» Work instructions: Tally up the lines below that include the word "expect". Answer with the number alone.

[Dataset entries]
________________
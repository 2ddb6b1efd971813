// Author: Dustin Pilgrim
// License: MIT

use std::fs;
use std::hash::Hasher;
use std::path::{Path, PathBuf};

use rustc_hash::FxHasher;

use crate::document::Document;
use crate::export;
use crate::LtxError;

/// A content-hash-keyed store of parsed documents.
///
/// The cache key combines the requested file's name with a hash of its raw
/// bytes, so any edit re-parses while an unchanged file loads straight from
/// its snapshot. The parser core never depends on this module; it is one
/// consumer of the snapshot contract in [`crate::export`].
pub struct DocumentCache {
    dir: PathBuf,
}

impl DocumentCache {
    pub fn new<P: AsRef<Path>>(dir: P) -> Self {
        DocumentCache {
            dir: dir.as_ref().to_path_buf(),
        }
    }

    /// The conventional per-user cache location.
    pub fn default_dir() -> Option<PathBuf> {
        dirs::cache_dir().map(|dir| dir.join("ltx-cfg"))
    }

    pub fn dir(&self) -> &Path {
        &self.dir
    }

    /// Load a document through the cache: deserialize the snapshot keyed by
    /// the file's current content hash, or parse and store on a miss. A
    /// stale or unreadable snapshot falls back to a re-parse.
    ///
    /// # Examples
    /// ```no_run
    /// # use ltx_cfg::DocumentCache;
    /// # fn main() -> Result<(), Box<dyn std::error::Error>> {
    /// let cache = DocumentCache::new(".cache");
    /// let doc = cache.load("configs/system.ltx")?;
    /// # Ok(())
    /// # }
    /// ```
    pub fn load<P: AsRef<Path>>(&self, path: P) -> Result<Document, LtxError> {
        let path = path.as_ref();

        let bytes = fs::read(path).map_err(|e| LtxError::File {
            message: format!("Failed to read file: {}", e),
            path: path.display().to_string(),
            hint: Some("Check that the file exists and is readable".into()),
            code: Some(401),
        })?;

        let snapshot_path = self.dir.join(snapshot_name(path, &bytes));

        if let Ok(text) = fs::read_to_string(&snapshot_path) {
            match export::from_json(&text) {
                Ok(document) => {
                    tracing::debug!(path = %snapshot_path.display(), "loaded document snapshot");
                    return Ok(document);
                }
                Err(e) => {
                    tracing::warn!(
                        path = %snapshot_path.display(),
                        error = %e,
                        "discarding unusable snapshot"
                    );
                }
            }
        }

        let document = Document::from_file(path)?;
        self.store(&snapshot_path, &document);
        Ok(document)
    }

    /// Best effort: a document that cannot be snapshotted is still returned
    /// to the caller.
    fn store(&self, snapshot_path: &Path, document: &Document) {
        let result = fs::create_dir_all(&self.dir)
            .map_err(|e| e.to_string())
            .and_then(|_| export::to_json(document).map_err(|e| e.to_string()))
            .and_then(|json| fs::write(snapshot_path, json).map_err(|e| e.to_string()));

        if let Err(error) = result {
            tracing::warn!(
                path = %snapshot_path.display(),
                error = %error,
                "failed to write document snapshot"
            );
        }
    }
}

/// `system.ltx` with content hash `1f...` snapshots as
/// `system_ltx_1f....json`.
fn snapshot_name(path: &Path, bytes: &[u8]) -> String {
    let base = match path.file_name() {
        Some(name) => name.to_string_lossy().replace('.', "_"),
        None => "ltx".to_string(),
    };

    let mut hasher = FxHasher::default();
    hasher.write(bytes);

    format!("{}_{:016x}.json", base, hasher.finish())
}

#[cfg(test)]
mod tests {
    use super::*;
    use crate::ast::Value;

    fn write_sample(dir: &Path) -> PathBuf {
        let path = dir.join("system.ltx");
        fs::write(&path, "[actor]\nhp = 100\n").expect("Failed to write sample");
        path
    }

    #[test]
    fn test_miss_parses_and_stores_snapshot() {
        let tmp = tempfile::tempdir().expect("Failed to create temp dir");
        let cache = DocumentCache::new(tmp.path().join("cache"));
        let path = write_sample(tmp.path());

        let doc = cache.load(&path).expect("Failed to load document");
        assert_eq!(doc.section("actor").unwrap().get(&doc, "hp"), Value::Scalar("100".into()));

        let snapshots: Vec<_> = fs::read_dir(cache.dir())
            .expect("Cache dir missing")
            .flatten()
            .collect();
        assert_eq!(snapshots.len(), 1);
    }

    #[test]
    fn test_hit_answers_like_a_parse() {
        let tmp = tempfile::tempdir().unwrap();
        let cache = DocumentCache::new(tmp.path().join("cache"));
        let path = write_sample(tmp.path());

        let first = cache.load(&path).unwrap();
        let second = cache.load(&path).unwrap();

        let a = first.section("actor").unwrap();
        let b = second.section("actor").unwrap();
        assert_eq!(a.get_all(&first), b.get_all(&second));
    }

    #[test]
    fn test_changed_content_gets_a_new_key() {
        let tmp = tempfile::tempdir().unwrap();
        let cache = DocumentCache::new(tmp.path().join("cache"));
        let path = write_sample(tmp.path());

        cache.load(&path).unwrap();

        fs::write(&path, "[actor]\nhp = 250\n").unwrap();
        let doc = cache.load(&path).unwrap();
        assert_eq!(doc.section("actor").unwrap().get(&doc, "hp"), Value::Scalar("250".into()));

        let snapshots: Vec<_> = fs::read_dir(cache.dir()).unwrap().flatten().collect();
        assert_eq!(snapshots.len(), 2);
    }

    #[test]
    fn test_corrupt_snapshot_falls_back_to_parse() {
        let tmp = tempfile::tempdir().unwrap();
        let cache = DocumentCache::new(tmp.path().join("cache"));
        let path = write_sample(tmp.path());

        cache.load(&path).unwrap();

        // clobber every snapshot in the cache dir
        for entry in fs::read_dir(cache.dir()).unwrap().flatten() {
            fs::write(entry.path(), "not a snapshot").unwrap();
        }

        let doc = cache.load(&path).expect("Fallback parse failed");
        assert_eq!(doc.section("actor").unwrap().get(&doc, "hp"), Value::Scalar("100".into()));
    }

    #[test]
    fn test_missing_file_is_an_error() {
        let tmp = tempfile::tempdir().unwrap();
        let cache = DocumentCache::new(tmp.path().join("cache"));

        assert!(matches!(
            cache.load(tmp.path().join("absent.ltx")),
            Err(LtxError::File { .. })
        ));
    }
}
________________
» Exercise solution: 5